*WHAT YOU HAVE TO DO*.
Your answer should consist of every line in the records that holds "CachedInventory".
======== WORKING DATA
//! Station catalog: inventory records, selection predicates and resolution
//!
//! This module turns the portal's raw station inventory and a request's
//! selection into the deduplicated, ordered station list that batches are cut from.

mod geo;
mod inventory;
mod resolver;
mod station;

pub use geo::great_circle_km;
pub use inventory::{CachedInventory, InventorySource, Network};
pub use resolver::resolve;
pub use station::{DeviceType, InventoryStation, SelectedStation};
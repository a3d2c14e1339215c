//! dl-tdvms - Resumable bulk downloader for AFAD TDVMS seismic data
//!
//! The TDVMS portal hands out continuous waveform data one request at a time
//! and answers each request by e-mail. This library turns a declarative
//! request config into station batches and drives them through the portal
//! with progress that survives restarts.
//!
//! # Features
//!
//! - Station selection by circle, rectangle, name and device type
//! - Deterministic batching with drift detection between runs
//! - Rate-gated submissions with backoff when the portal is busy
//! - IMAP inbox watching and archive downloads
//! - Zip archive validation and coverage checks
//!
//! # Example
//!
//! ```no_run
//! use dl_tdvms::{config::Config, orchestrator::Plan, portal::PortalClient, catalog::CachedInventory};
//!
//! #[tokio::main]
//! async fn main() -> Result<(), Box<dyn std::error::Error>> {
//!     let config = Config::load(None)?;
//!     let portal = PortalClient::new(config.portal.clone())?;
//!     let inventory = CachedInventory::new(portal, &config.storage.cache_dir, false);
//!     let plan = Plan::prepare(std::path::Path::new("turkey.yml"), &inventory).await?;
//!     println!("{} batches", plan.batches.len());
//!     Ok(())
//! }
//! ```

// Core modules
pub mod cli;
pub mod config;
pub mod error;
pub mod progress;

// Request model and planning
pub mod batch;
pub mod catalog;
pub mod selection;
pub mod state;

// Portal interaction
pub mod archive;
pub mod coverage;
pub mod fetch;
pub mod gate;
pub mod inbox;
pub mod orchestrator;
pub mod portal;

#[cfg(test)]
pub(crate) mod test_support;

// Re-export commonly used types
pub use config::Config;
pub use error::{DlTdvmsError, Result};
pub use orchestrator::{Orchestrator, Plan, RunSummary};
pub use state::{BatchStatus, StateStore};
================
*PROBLEM SOLUTION*.
pub use inventory::{CachedInventory, InventorySource, Network};
//! use dl_tdvms::{config::Config, orchestrator::Plan, portal::PortalClient, catalog::CachedInventory};
//!     let inventory = CachedInventory::new(portal, &config.storage.cache_dir, false);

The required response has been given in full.